Una historia de militancia. Spaghetti, carpaccio, bruschetta, burrata, risotto, pizza y patria.
Sofia Constanza Brigida Villani Scicolone de Ponti -para todos Sophia Loren- busca que se la recuerde por algo más que la descomunal carrera cinematográfica a las órdenes de Charles Chaplin, Ettore Scola, Vittorio De Sica… Montó un imperio gastronómico repartido en restaurantes de Milán, Florencia, Bari y Roma. Su silueta curvilínea como logo de un concepto: «Mangiare intelligentemente è un’arte”.
La relación de «El Vesubio de belleza» y la comida siempre fue sagrada. Las dietas «en base a agua y lechuga» nunca fueron opciones válidas para hipnotizar en cámara.
A sus 89 años alza la bandera del buen comer en cuatro locales en los que se puede leer su manifiesto: «Ningún director ha conseguido jamás ponerme a dieta y nunca he renunciado a un buen plato de pasta por mantenerme en forma.
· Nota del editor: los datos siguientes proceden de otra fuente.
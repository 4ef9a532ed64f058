//! Host runtime seams
//!
//! The inspector never touches frames directly. Everything it needs from the
//! browser goes through [`FrameHost`]; pixel capture goes through
//! [`ScreenCapture`].

use std::fmt;
use std::sync::Arc;

use async_trait::async_trait;

use crate::error::Result;
use crate::frame::FrameArena;
use crate::protocol::ScreenshotRequest;

/// Stable identity of a top-level browsing context
#[derive(Debug, Clone, PartialEq, Eq, Hash, PartialOrd, Ord)]
pub struct ContextId(pub String);

impl ContextId {
    pub fn new(id: impl Into<String>) -> Self {
        Self(id.into())
    }

    pub fn as_str(&self) -> &str {
        &self.0
    }
}

impl fmt::Display for ContextId {
    fn fmt(&self, f: &mut fmt::Formatter<'_>) -> fmt::Result {
        f.write_str(&self.0)
    }
}

/// Registration token for a navigation listener
#[derive(Debug, Clone, Copy, PartialEq, Eq, Hash)]
pub struct ListenerId(pub u64);

/// Where a script was executed, so follow-up scripts can run in the same place
#[derive(Debug, Clone, PartialEq, Eq)]
pub struct InjectionHandle {
    pub frame_id: String,
    /// Host execution context, when the host distinguishes them
    pub context_id: Option<i64>,
}

/// Browser-side operations the coordinator depends on
#[async_trait]
pub trait FrameHost: Send + Sync {
    /// Fresh snapshot of the context's frame tree
    async fn frame_tree(&self, context: &ContextId) -> Result<FrameArena>;

    /// Whether a frame has gone away since the last snapshot
    async fn is_frame_destroyed(&self, context: &ContextId, frame_id: &str) -> bool;

    /// Whether the top-level context itself is gone
    async fn is_context_destroyed(&self, context: &ContextId) -> bool;

    /// Current URL of a frame, if it still exists
    async fn frame_url(&self, context: &ContextId, frame_id: &str) -> Option<String>;

    /// Run a script inside a frame
    async fn inject(
        &self,
        context: &ContextId,
        frame_id: &str,
        script: &str,
    ) -> Result<InjectionHandle>;

    /// Run a follow-up script where an earlier injection ran
    async fn evaluate(&self, handle: &InjectionHandle, script: &str) -> Result<()>;

    /// Start receiving navigation events for the context
    async fn add_navigation_listener(&self, context: &ContextId) -> ListenerId;

    async fn remove_navigation_listener(&self, context: &ContextId, listener: ListenerId);

    /// Tell the context that its session was cancelled by navigation
    async fn notify_cancelled(&self, context: &ContextId, frame_url: &str);
}

/// Screen-capture capability of the host process
#[async_trait]
pub trait ScreenCapture: Send + Sync {
    /// Capture the region described by a relayed request, returning PNG bytes
    async fn capture(&self, request: &ScreenshotRequest) -> Result<Vec<u8>>;
}

#[async_trait]
impl<T: FrameHost + ?Sized> FrameHost for Arc<T> {
    async fn frame_tree(&self, context: &ContextId) -> Result<FrameArena> {
        (**self).frame_tree(context).await
    }

    async fn is_frame_destroyed(&self, context: &ContextId, frame_id: &str) -> bool {
        (**self).is_frame_destroyed(context, frame_id).await
    }

    async fn is_context_destroyed(&self, context: &ContextId) -> bool {
        (**self).is_context_destroyed(context).await
    }

    async fn frame_url(&self, context: &ContextId, frame_id: &str) -> Option<String> {
        (**self).frame_url(context, frame_id).await
    }

    async fn inject(
        &self,
        context: &ContextId,
        frame_id: &str,
        script: &str,
    ) -> Result<InjectionHandle> {
        (**self).inject(context, frame_id, script).await
    }

    async fn evaluate(&self, handle: &InjectionHandle, script: &str) -> Result<()> {
        (**self).evaluate(handle, script).await
    }

    async fn add_navigation_listener(&self, context: &ContextId) -> ListenerId {
        (**self).add_navigation_listener(context).await
    }

    async fn remove_navigation_listener(&self, context: &ContextId, listener: ListenerId) {
        (**self).remove_navigation_listener(context, listener).await
    }

    async fn notify_cancelled(&self, context: &ContextId, frame_url: &str) {
        (**self).notify_cancelled(context, frame_url).await
    }
}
Las horas que pasaba en la cocina amasando, friendo y horneando fueron de las más felices de mi existencia«.
Hace dos años le llegó la propuesta desde un Holding (Pianoforte) y no pudo negarse. «Nadie me ha cortejado como Luciano Cimmino (empresario) y estoy feliz de haber aceptado esta maravillosa y feroz aventura de ser parte de un equipo de talentosos napolitanos que desean llevar la verdad de la cocina napolitana al mundo», firma con su garabato exagerado.
Ostras, langostinos, erizos, camarones, antipasto, pesto, berenjenas a la parmesana, pastas rellenas, pizza de crema de calabaza… Basta leer las primeras líneas del menú para que el cerebro mande a hacer una revolución en las papilas. «Esto nació de un sueño ambicioso que comenzó en 2014, el primero en Florencia», explica a 11 mil kilómetros Francesca Tinagli, de la oficina de comunicación y relaciones públicas.
Cuando estalló la Segunda Guerra Mundial, Loren tenía cinco años. El hambre azotó a su familia y la pesadilla duró seis años. De allí que mantenga un especial respeto por los alimentos y que se enoje cuando ve «figuras escuálidas» como modelos hegemónicos.
Uno de los cuatro restaurantes de Sophia.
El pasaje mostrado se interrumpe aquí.